▶ _STORED DATA_:

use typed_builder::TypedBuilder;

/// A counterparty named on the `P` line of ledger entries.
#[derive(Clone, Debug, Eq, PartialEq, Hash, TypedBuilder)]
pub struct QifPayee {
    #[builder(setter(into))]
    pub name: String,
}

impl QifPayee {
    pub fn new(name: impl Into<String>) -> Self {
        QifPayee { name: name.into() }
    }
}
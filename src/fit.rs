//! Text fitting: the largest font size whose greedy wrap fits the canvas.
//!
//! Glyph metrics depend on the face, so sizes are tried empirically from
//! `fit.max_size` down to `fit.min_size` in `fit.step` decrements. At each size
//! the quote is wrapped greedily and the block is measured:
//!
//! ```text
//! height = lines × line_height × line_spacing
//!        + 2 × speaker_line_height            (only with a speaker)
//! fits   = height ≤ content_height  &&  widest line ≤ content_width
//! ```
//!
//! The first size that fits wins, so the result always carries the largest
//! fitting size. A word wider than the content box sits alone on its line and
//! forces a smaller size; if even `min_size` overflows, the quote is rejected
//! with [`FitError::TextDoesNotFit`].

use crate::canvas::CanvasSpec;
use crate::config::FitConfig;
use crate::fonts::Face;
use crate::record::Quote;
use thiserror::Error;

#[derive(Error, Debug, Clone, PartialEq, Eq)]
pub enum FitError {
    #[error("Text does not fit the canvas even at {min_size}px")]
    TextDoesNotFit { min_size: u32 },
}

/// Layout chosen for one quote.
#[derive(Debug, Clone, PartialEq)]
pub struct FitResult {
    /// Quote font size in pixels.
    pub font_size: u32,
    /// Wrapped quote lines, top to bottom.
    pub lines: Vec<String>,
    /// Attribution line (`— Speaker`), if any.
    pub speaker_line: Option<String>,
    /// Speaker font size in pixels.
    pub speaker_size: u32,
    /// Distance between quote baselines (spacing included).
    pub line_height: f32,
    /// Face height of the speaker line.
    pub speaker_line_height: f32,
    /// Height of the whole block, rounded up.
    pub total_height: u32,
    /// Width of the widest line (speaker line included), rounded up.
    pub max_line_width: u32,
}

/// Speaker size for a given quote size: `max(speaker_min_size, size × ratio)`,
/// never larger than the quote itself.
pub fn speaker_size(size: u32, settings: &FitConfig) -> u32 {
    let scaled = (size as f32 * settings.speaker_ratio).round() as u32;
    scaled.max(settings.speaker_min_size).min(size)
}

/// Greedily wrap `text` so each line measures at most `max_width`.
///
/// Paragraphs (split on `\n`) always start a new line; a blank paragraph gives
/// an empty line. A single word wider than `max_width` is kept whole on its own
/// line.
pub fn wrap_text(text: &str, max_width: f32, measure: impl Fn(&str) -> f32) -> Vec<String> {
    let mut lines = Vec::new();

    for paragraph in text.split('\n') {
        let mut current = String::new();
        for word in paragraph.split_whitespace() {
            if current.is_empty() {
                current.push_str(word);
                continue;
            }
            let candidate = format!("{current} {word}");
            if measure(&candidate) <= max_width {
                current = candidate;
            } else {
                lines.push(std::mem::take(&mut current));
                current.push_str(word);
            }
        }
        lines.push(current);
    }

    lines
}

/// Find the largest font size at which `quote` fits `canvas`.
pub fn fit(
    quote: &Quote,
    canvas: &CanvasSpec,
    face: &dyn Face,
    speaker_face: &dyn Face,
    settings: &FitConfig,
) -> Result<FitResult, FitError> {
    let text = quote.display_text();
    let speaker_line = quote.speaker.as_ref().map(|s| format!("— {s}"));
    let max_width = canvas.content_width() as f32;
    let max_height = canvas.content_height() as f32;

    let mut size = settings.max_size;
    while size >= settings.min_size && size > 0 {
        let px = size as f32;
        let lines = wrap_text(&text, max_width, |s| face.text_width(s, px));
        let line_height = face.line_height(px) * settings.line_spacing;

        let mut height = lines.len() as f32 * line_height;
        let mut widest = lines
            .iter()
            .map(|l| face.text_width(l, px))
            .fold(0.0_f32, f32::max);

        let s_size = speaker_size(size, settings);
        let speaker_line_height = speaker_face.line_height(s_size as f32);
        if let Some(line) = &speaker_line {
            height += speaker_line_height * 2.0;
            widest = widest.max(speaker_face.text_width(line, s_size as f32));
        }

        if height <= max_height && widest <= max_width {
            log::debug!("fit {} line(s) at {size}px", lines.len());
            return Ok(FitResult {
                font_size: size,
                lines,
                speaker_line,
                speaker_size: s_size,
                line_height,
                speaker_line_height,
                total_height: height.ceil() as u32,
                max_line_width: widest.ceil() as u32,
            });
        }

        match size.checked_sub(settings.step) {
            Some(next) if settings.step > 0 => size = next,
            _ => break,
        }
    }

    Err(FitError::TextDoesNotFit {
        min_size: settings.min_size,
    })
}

▶ _ASSIGNED TASK_: Search the listing above for "each" and copy every line that has it.

▶ _ANSWER BOX_:
//! `fit.max_size` down to `fit.min_size` in `fit.step` decrements. At each size
/// Greedily wrap `text` so each line measures at most `max_width`.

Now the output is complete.